**WHAT IS REQUIRED:** In the entries below, count the lines that contain the word "SIGTERM" and give only that number.

[Stored data]
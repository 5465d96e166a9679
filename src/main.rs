use std::sync::Arc;

use anyhow::Context;
use tokio::signal;
use tracing::{error, info};

use relevance_worker::{
    app::{self, ComponentRegistry},
    config::Config,
};

#[tokio::main]
async fn main() -> anyhow::Result<()> {
    std::panic::set_hook(Box::new(|panic_info| {
        let thread = std::thread::current();
        let thread_name = thread.name().unwrap_or("unnamed");
        let message = panic_info
            .payload()
            .downcast_ref::<&str>()
            .copied()
            .or_else(|| {
                panic_info
                    .payload()
                    .downcast_ref::<String>()
                    .map(String::as_str)
            })
            .unwrap_or("unknown panic payload");

        if let Some(location) = panic_info.location() {
            error!(
                thread = thread_name,
                file = location.file(),
                line = location.line(),
                column = location.column(),
                message,
                "panic occurred"
            );
        } else {
            error!(
                thread = thread_name,
                message, "panic occurred without location information"
            );
        }
    }));

    // Tracing initialization is handled by Telemetry::new()
    let config = Config::from_env().context("failed to load configuration")?;
    let registry = Arc::new(
        ComponentRegistry::build(config).context("failed to build component registry")?,
    );

    app::run(registry, shutdown_signal()).await?;

    info!("relevance worker stopped");
    Ok(())
}

/// Wait for SIGTERM or SIGINT (Ctrl+C) for graceful shutdown.
async fn shutdown_signal() {
    let ctrl_c = async {
        if let Err(error) = signal::ctrl_c().await {
            tracing::warn!(%error, "failed to install Ctrl+C handler");
            std::future::pending::<()>().await;
        }
    };

    #[cfg(unix)]
    let terminate = async {
        match signal::unix::signal(signal::unix::SignalKind::terminate()) {
            Ok(mut signal) => {
                signal.recv().await;
            }
            Err(error) => {
                tracing::warn!(%error, "failed to install SIGTERM handler");
                std::future::pending::<()>().await;
            }
        }
    };

    #[cfg(not(unix))]
    let terminate = std::future::pending::<()>();

    tokio::select! {
        () = ctrl_c => info!("received SIGINT, initiating graceful shutdown"),
        () = terminate => info!("received SIGTERM, initiating graceful shutdown"),
    }
}
use axum::{
    extract::State,
    http::{StatusCode, header},
    response::IntoResponse,
};

use crate::app::AppState;

const CONTENT_TYPE: &str = "text/plain; version=0.0.4; charset=utf-8";

pub(crate) async fn exporter(State(state): State<AppState>) -> impl IntoResponse {
    (
        StatusCode::OK,
        [(header::CONTENT_TYPE, CONTENT_TYPE)],
        state.telemetry().render_prometheus(),
    )
}
use std::time::Duration;

use chrono::{DateTime, LocalResult, NaiveDate, NaiveTime, TimeDelta, TimeZone, Utc};

// DST gaps never exceed a few hours; step through them in half-hour increments.
const GAP_STEP_MINUTES: i64 = 30;
const MAX_GAP_STEPS: usize = 48;

/// Fires once per calendar day at a wall-clock time in `tz`.
#[derive(Debug, Clone)]
pub struct DailyCadence<Tz: TimeZone> {
    tz: Tz,
    target: NaiveTime,
}

impl<Tz: TimeZone> DailyCadence<Tz> {
    /// Local midnight in `tz`.
    #[must_use]
    pub fn midnight(tz: Tz) -> Self {
        Self {
            tz,
            target: NaiveTime::MIN,
        }
    }

    /// Next firing strictly after `now`.
    #[must_use]
    pub fn next_run_after(&self, now: DateTime<Utc>) -> DateTime<Utc> {
        let mut date = now.with_timezone(&self.tz).date_naive();
        // Today, tomorrow, and one spare day for a target swallowed by a DST gap.
        for _ in 0..3 {
            if let Some(candidate) = self.resolve(date) {
                if candidate > now {
                    return candidate;
                }
            }
            match date.succ_opt() {
                Some(next) => date = next,
                None => break,
            }
        }
        now + TimeDelta::days(1)
    }

    /// Firing that follows `fired`, observed at wall-clock `now`.
    ///
    /// A timer that wakes slightly before `fired` still moves on to the next day.
    #[must_use]
    pub fn next_run_after_fire(&self, fired: DateTime<Utc>, now: DateTime<Utc>) -> DateTime<Utc> {
        self.next_run_after(now.max(fired))
    }

    fn resolve(&self, date: NaiveDate) -> Option<DateTime<Utc>> {
        let mut local = date.and_time(self.target);
        for _ in 0..MAX_GAP_STEPS {
            match self.tz.from_local_datetime(&local) {
                LocalResult::Single(dt) => return Some(dt.with_timezone(&Utc)),
                LocalResult::Ambiguous(earliest, _) => return Some(earliest.with_timezone(&Utc)),
                LocalResult::None => local += TimeDelta::minutes(GAP_STEP_MINUTES),
            }
        }
        None
    }
}

#[must_use]
pub(crate) fn duration_until(next: DateTime<Utc>, now: DateTime<Utc>) -> Duration {
    (next - now).to_std().unwrap_or(Duration::ZERO)
}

**REPLY:** 3